Il est vrai, cela étant, que nous sommes les cadors nationaux en matière d'énergies renouvelables…
Quant à l'utilisation judicieuse du bulletin de vote, c'est effectivement une suggestion à retenir, j'en conviens. Les prochaines territoriales, cela dit, sont dans deux ans, et le Padduc doit être soumis au vote de l'Assemblée de Corse entre-temps. Ce qui ne veut pas dire que tout est perdu d'avance. Mais les élus qui sont à l'origine du Padduc et ceux qui s'apprêtent à le valider sont "légalement élus" et censés représenter les Corses. Les pétitions, les manifs, les actions symboliques ont toutes les chances de se voir tenues pour rien, pour illégales voire criminelles sous un prétexte ou un autre. Sauf à imaginer que la grogne, tout en restant pacifique et mesurée, prenne une telle ampleur que certains n'en viennent à craindre pour leur siège et leur bureau où il fait bon, au terme d'un rude débat, se retirer et se ressourcer en mangeant des lasagnes surgelées et en sirotant un single malt. C'est à souhaiter. Les élections seront proches lorsque le vote du Padduc ne sera pas encore un souvenir lointain…
Reste à savoir si l'on ne compte pas sur la capacité de nombre d'entre nous à l'oubli. Ou plutôt au pardon de circonstance. Capacité en grande part liée à une situation telle que trop de Corses désormais ne voient leur salut que dans la fonction publique (territoriale de préférence), le tourisme ou l'exil.
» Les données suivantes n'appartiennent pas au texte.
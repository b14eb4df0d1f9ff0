//! Model metadata registry.
//!
//! Static catalog of known models: owning provider, context window, relative
//! cost and priority rank. Built once and never written to afterwards, so it
//! is shared across concurrent `route()` calls without locking.
//!
//! The registry answers two questions for the router:
//!
//! 1. Which provider owns a requested model (auto mode)?
//! 2. In which order should providers be tried (priority mode)?
//!
//! ```text
//! provider rank = min(priority of every model the provider owns)
//! ties          -> position in the configured provider list
//! no entries    -> ranked after every provider that has entries
//! ```
//!
//! # Example
//!
//! ```
//! use omega_air::{ModelRegistry, ProviderId};
//!
//! let registry = ModelRegistry::builtin();
//! let meta = registry.lookup("gpt-4o").unwrap();
//! assert_eq!(meta.provider, ProviderId::OpenAI);
//! ```

use serde::{Deserialize, Serialize};
use std::collections::HashMap;

use crate::traits::ProviderId;

/// Metadata for one model.
#[derive(Debug, Clone, PartialEq, Serialize, Deserialize)]
pub struct ModelMeta {
    /// Owning provider.
    pub provider: ProviderId,
    /// Model identifier as sent on the wire.
    pub name: String,
    /// Context window in tokens.
    pub max_tokens: usize,
    /// Relative cost per 1K tokens (USD).
    pub cost_per_1k_tokens: f64,
    /// Lower is preferred.
    pub priority: u32,
    /// Whether the model is offered at all.
    pub available: bool,
}

impl ModelMeta {
    /// Create an available model entry.
    pub fn new(
        provider: ProviderId,
        name: impl Into<String>,
        max_tokens: usize,
        cost_per_1k_tokens: f64,
        priority: u32,
    ) -> Self {
        Self {
            provider,
            name: name.into(),
            max_tokens,
            cost_per_1k_tokens,
            priority,
            available: true,
        }
    }
}

/// (provider, name, context window, cost per 1K, priority)
const BUILTIN_MODELS: &[(ProviderId, &str, usize, f64, u32)] = &[
    (ProviderId::OpenAI, "gpt-4o", 128_000, 0.005, 1),
    (ProviderId::OpenAI, "gpt-4o-mini", 128_000, 0.00015, 2),
    (ProviderId::OpenAI, "gpt-4-turbo", 128_000, 0.01, 3),
    (ProviderId::OpenAI, "gpt-3.5-turbo", 16_385, 0.0005, 4),
    (ProviderId::Claude, "claude-3-5-sonnet-20241022", 200_000, 0.003, 1),
    (ProviderId::Claude, "claude-3-opus-20240229", 200_000, 0.015, 2),
    (ProviderId::Claude, "claude-3-haiku-20240307", 200_000, 0.00025, 3),
    (ProviderId::Mistral, "mistral-large-latest", 131_072, 0.002, 2),
    (ProviderId::Mistral, "mistral-medium-latest", 131_072, 0.0004, 3),
    (ProviderId::Mistral, "mistral-small-latest", 32_768, 0.0002, 4),
];

/// Read-only model catalog keyed by model name.
#[derive(Debug, Clone, Default)]
pub struct ModelRegistry {
    models: Vec<ModelMeta>,
    by_name: HashMap<String, usize>,
}

impl ModelRegistry {
    /// Build a registry from explicit entries. A later entry with the same
    /// name replaces the earlier one.
    pub fn new(models: impl IntoIterator<Item = ModelMeta>) -> Self {
        let mut registry = Self::default();
        for meta in models {
            match registry.by_name.get(&meta.name) {
                Some(&idx) => registry.models[idx] = meta,
                None => {
                    registry.by_name.insert(meta.name.clone(), registry.models.len());
                    registry.models.push(meta);
                }
            }
        }
        registry
    }

    /// Registry with one entry per known model across all vendors.
    pub fn builtin() -> Self {
        Self::new(
            BUILTIN_MODELS
                .iter()
                .map(|&(provider, name, ctx, cost, priority)| {
                    ModelMeta::new(provider, name, ctx, cost, priority)
                }),
        )
    }

    /// Look up a model by name.
    pub fn lookup(&self, model: &str) -> Option<&ModelMeta> {
        self.by_name.get(model).map(|&idx| &self.models[idx])
    }

    /// Every entry, in insertion order.
    pub fn all(&self) -> &[ModelMeta] {
        &self.models
    }

    /// Number of entries.
    pub fn len(&self) -> usize {
        self.models.len()
    }

    /// Whether the registry has no entries.
    pub fn is_empty(&self) -> bool {
        self.models.is_empty()
    }

    /// Entries owned by `provider`.
    pub fn models_for(&self, provider: ProviderId) -> impl Iterator<Item = &ModelMeta> {
        self.models.iter().filter(move |m| m.provider == provider)
    }

    /// Minimum priority across every entry owned by `provider`.
    pub fn provider_rank(&self, provider: ProviderId) -> Option<u32> {
        self.models_for(provider).map(|m| m.priority).min()
    }

    /// Order `providers` by ascending rank.
    ///
    /// The sort is stable, so equal ranks keep their order in `providers`.
    /// Providers without registry entries go last.
    pub fn rank_providers(&self, providers: &[ProviderId]) -> Vec<ProviderId> {
        let mut ranked = providers.to_vec();
        ranked.sort_by_key(|p| self.provider_rank(*p).unwrap_or(u32::MAX));
        ranked
    }
}

#[cfg(test)]
mod tests {
    use super::*;

    #[test]
    fn test_builtin_covers_every_provider() {
        let registry = ModelRegistry::builtin();
        for provider in ProviderId::ALL {
            assert!(registry.models_for(provider).count() > 0, "{}", provider);
        }
        assert_eq!(registry.len(), BUILTIN_MODELS.len());
    }

    #[test]
    fn test_lookup() {
        let registry = ModelRegistry::builtin();
        let meta = registry.lookup("claude-3-haiku-20240307").unwrap();
        assert_eq!(meta.provider, ProviderId::Claude);
        assert_eq!(meta.max_tokens, 200_000);
        assert!(registry.lookup("gpt-5").is_none());
    }

    #[test]
    fn test_provider_rank_is_minimum_priority() {
        let registry = ModelRegistry::new(vec![
            ModelMeta::new(ProviderId::OpenAI, "a", 1000, 0.1, 5),
            ModelMeta::new(ProviderId::OpenAI, "b", 1000, 0.1, 2),
            ModelMeta::new(ProviderId::Claude, "c", 1000, 0.1, 3),
        ]);
        assert_eq!(registry.provider_rank(ProviderId::OpenAI), Some(2));
        assert_eq!(registry.provider_rank(ProviderId::Claude), Some(3));
        assert_eq!(registry.provider_rank(ProviderId::Mistral), None);
    }

    #[test]
    fn test_rank_ties_keep_configured_order() {
        let registry = ModelRegistry::new(vec![
            ModelMeta::new(ProviderId::OpenAI, "a", 1000, 0.1, 1),
            ModelMeta::new(ProviderId::Claude, "b", 1000, 0.1, 1),
            ModelMeta::new(ProviderId::Mistral, "c", 1000, 0.1, 0),
        ]);

        let ranked =
            registry.rank_providers(&[ProviderId::Claude, ProviderId::OpenAI, ProviderId::Mistral]);
        assert_eq!(ranked, vec![ProviderId::Mistral, ProviderId::Claude, ProviderId::OpenAI]);

        let ranked = registry.rank_providers(&[ProviderId::OpenAI, ProviderId::Claude]);
        assert_eq!(ranked, vec![ProviderId::OpenAI, ProviderId::Claude]);
    }

    #[test]
    fn test_unranked_providers_go_last() {
        let registry =
            ModelRegistry::new(vec![ModelMeta::new(ProviderId::Claude, "b", 1000, 0.1, 9)]);
        let ranked = registry.rank_providers(&[ProviderId::OpenAI, ProviderId::Claude]);
        assert_eq!(ranked, vec![ProviderId::Claude, ProviderId::OpenAI]);
    }

    #[test]
    fn test_duplicate_name_replaces_entry() {
        let registry = ModelRegistry::new(vec![
            ModelMeta::new(ProviderId::OpenAI, "shared", 1000, 0.1, 1),
            ModelMeta::new(ProviderId::Mistral, "shared", 2000, 0.2, 7),
        ]);
        assert_eq!(registry.len(), 1);
        assert_eq!(registry.lookup("shared").unwrap().provider, ProviderId::Mistral);
    }
}
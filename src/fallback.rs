//! Fallback orchestrator: sequential attempts with bounded retries and
//! exponential backoff per provider.
//!
//! # Algorithm
//!
//! ```text
//! for P in candidates (minus excluded):
//!     no adapter for P        -> ProviderUnavailable, skip (no attempt)
//!     for retry in 0..max_retries:
//!         Ok(response)        -> return immediately
//!         Err(e)              -> last_error = e
//!                                sleep(unit * multiplier^retry) unless last retry
//!     next provider, no delay, backoff counter back to 0
//!
//! zero attempts made          -> NoProvidersAvailable
//! otherwise                   -> AllProvidersExhausted { last provider, last error }
//! ```
//!
//! A call is fully sequential. The only suspension point is the backoff
//! sleep, which is a `tokio::time::sleep` local to the call, so concurrent
//! calls never share retry state.

use std::collections::HashSet;
use std::sync::Arc;
use std::time::Duration;

use tokio::time::sleep;
use tracing::{debug, info, warn};

use crate::config::RetryConfig;
use crate::error::{AirError, Result};
use crate::providers::AdapterTable;
use crate::traits::{GenerationRequest, GenerationResponse, ProviderId};

/// Default backoff time unit.
pub const DEFAULT_BACKOFF_UNIT: Duration = Duration::from_secs(1);

/// Retry and exclusion policy for one orchestrator call.
///
/// Built per call and never shared between calls.
#[derive(Debug, Clone, PartialEq)]
pub struct FallbackPolicy {
    /// Attempts per provider (at least 1).
    pub max_retries: u32,
    /// Base of the exponential backoff (at least 1.0).
    pub backoff_multiplier: f64,
    /// Length of one backoff time unit.
    pub backoff_unit: Duration,
    /// Providers skipped for this call only.
    pub exclude_providers: HashSet<ProviderId>,
}

impl Default for FallbackPolicy {
    fn default() -> Self {
        Self::from_retry_config(&RetryConfig::default())
    }
}

impl FallbackPolicy {
    /// Create a policy. `max_retries` is clamped to at least 1 and
    /// `backoff_multiplier` to at least 1.0.
    pub fn new(max_retries: u32, backoff_multiplier: f64) -> Self {
        let backoff_multiplier = if backoff_multiplier.is_nan() {
            1.0
        } else {
            backoff_multiplier.max(1.0)
        };
        Self {
            max_retries: max_retries.max(1),
            backoff_multiplier,
            backoff_unit: DEFAULT_BACKOFF_UNIT,
            exclude_providers: HashSet::new(),
        }
    }

    /// Policy from configured retry defaults.
    pub fn from_retry_config(retry: &RetryConfig) -> Self {
        Self::new(retry.max_retries, retry.backoff_multiplier)
            .with_backoff_unit(retry.backoff_unit())
    }

    /// One attempt, no backoff. Used for the auto-mode probe.
    pub fn single_attempt() -> Self {
        Self::new(1, 1.0)
    }

    /// Override the backoff time unit.
    pub fn with_backoff_unit(mut self, unit: Duration) -> Self {
        self.backoff_unit = unit;
        self
    }

    /// Skip `providers` for this call.
    pub fn with_exclusions(mut self, providers: impl IntoIterator<Item = ProviderId>) -> Self {
        self.exclude_providers.extend(providers);
        self
    }

    /// Whether `provider` is excluded.
    pub fn excludes(&self, provider: ProviderId) -> bool {
        self.exclude_providers.contains(&provider)
    }

    /// Delay before retry number `retry_index + 1` on the same provider.
    ///
    /// ```
    /// use omega_air::FallbackPolicy;
    /// use std::time::Duration;
    ///
    /// let policy = FallbackPolicy::new(3, 2.0);
    /// assert_eq!(policy.backoff_delay(0), Duration::from_secs(1));
    /// assert_eq!(policy.backoff_delay(1), Duration::from_secs(2));
    /// ```
    pub fn backoff_delay(&self, retry_index: u32) -> Duration {
        let exponent = i32::try_from(retry_index).unwrap_or(i32::MAX);
        let secs = self.backoff_unit.as_secs_f64() * self.backoff_multiplier.powi(exponent);
        Duration::try_from_secs_f64(secs).unwrap_or(Duration::MAX)
    }
}

/// Drives attempts across an ordered candidate list.
#[derive(Debug, Clone)]
pub struct FallbackOrchestrator {
    adapters: Arc<AdapterTable>,
}

impl FallbackOrchestrator {
    /// Create an orchestrator over a shared adapter table.
    pub fn new(adapters: Arc<AdapterTable>) -> Self {
        Self { adapters }
    }

    /// Adapter table in use.
    pub fn adapters(&self) -> &Arc<AdapterTable> {
        &self.adapters
    }

    /// Try `candidates` in order until one succeeds.
    ///
    /// # Errors
    ///
    /// - `NoProvidersAvailable` when no attempt could be made
    /// - `AllProvidersExhausted` naming the last attempted provider otherwise
    pub async fn execute_with_fallback(
        &self,
        request: &GenerationRequest,
        candidates: &[ProviderId],
        policy: &FallbackPolicy,
    ) -> Result<GenerationResponse> {
        let mut last_failure: Option<(ProviderId, AirError)> = None;

        for &provider in candidates {
            if policy.excludes(provider) {
                debug!(provider = %provider, "Provider excluded for this call");
                continue;
            }

            let Some(adapter) = self.adapters.get(provider) else {
                let err = AirError::ProviderUnavailable(provider);
                warn!(error = %err, "Skipping candidate");
                continue;
            };

            for retry in 0..policy.max_retries {
                debug!(
                    provider = %provider,
                    attempt = retry + 1,
                    max_retries = policy.max_retries,
                    "Attempting provider"
                );

                match adapter.generate(request).await {
                    Ok(mut response) => {
                        if retry > 0 {
                            info!(
                                provider = %provider,
                                attempt = retry + 1,
                                "Provider succeeded after retries"
                            );
                        }
                        response.metadata = request.metadata.clone();
                        return Ok(response);
                    }
                    Err(err) => {
                        if retry + 1 < policy.max_retries {
                            let delay = policy.backoff_delay(retry);
                            warn!(
                                provider = %provider,
                                attempt = retry + 1,
                                delay_ms = delay.as_millis() as u64,
                                error = %err,
                                "Attempt failed, backing off"
                            );
                            last_failure = Some((provider, err));
                            sleep(delay).await;
                        } else {
                            warn!(
                                provider = %provider,
                                attempt = retry + 1,
                                error = %err,
                                "Provider exhausted"
                            );
                            last_failure = Some((provider, err));
                        }
                    }
                }
            }
        }

        match last_failure {
            Some((provider, err)) => Err(AirError::AllProvidersExhausted {
                provider,
                last_error: err.to_string(),
            }),
            None => {
                warn!("No candidate provider could be attempted");
                Err(AirError::NoProvidersAvailable)
            }
        }
    }
}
Mais pas dans les urnes. Ou du moins, pas de la façon dont on l'entend généralement.
Quant au fait que la Corse n'appartient à personne, je ne vous rejoins pas sur ce point. Je préfère pour ma part dire qu'elle n'appartient pas à "tout le monde". Et surtout pas à ceux qui veulent croire que l'argent (qu'il s'agisse du prix de l'emplacement au camping les Anophèles ou de celui d'une villa à Punta d'Oro) peut tout acheter. Y compris la servilité d'une communauté de destin telle que vous la définissez fort justement.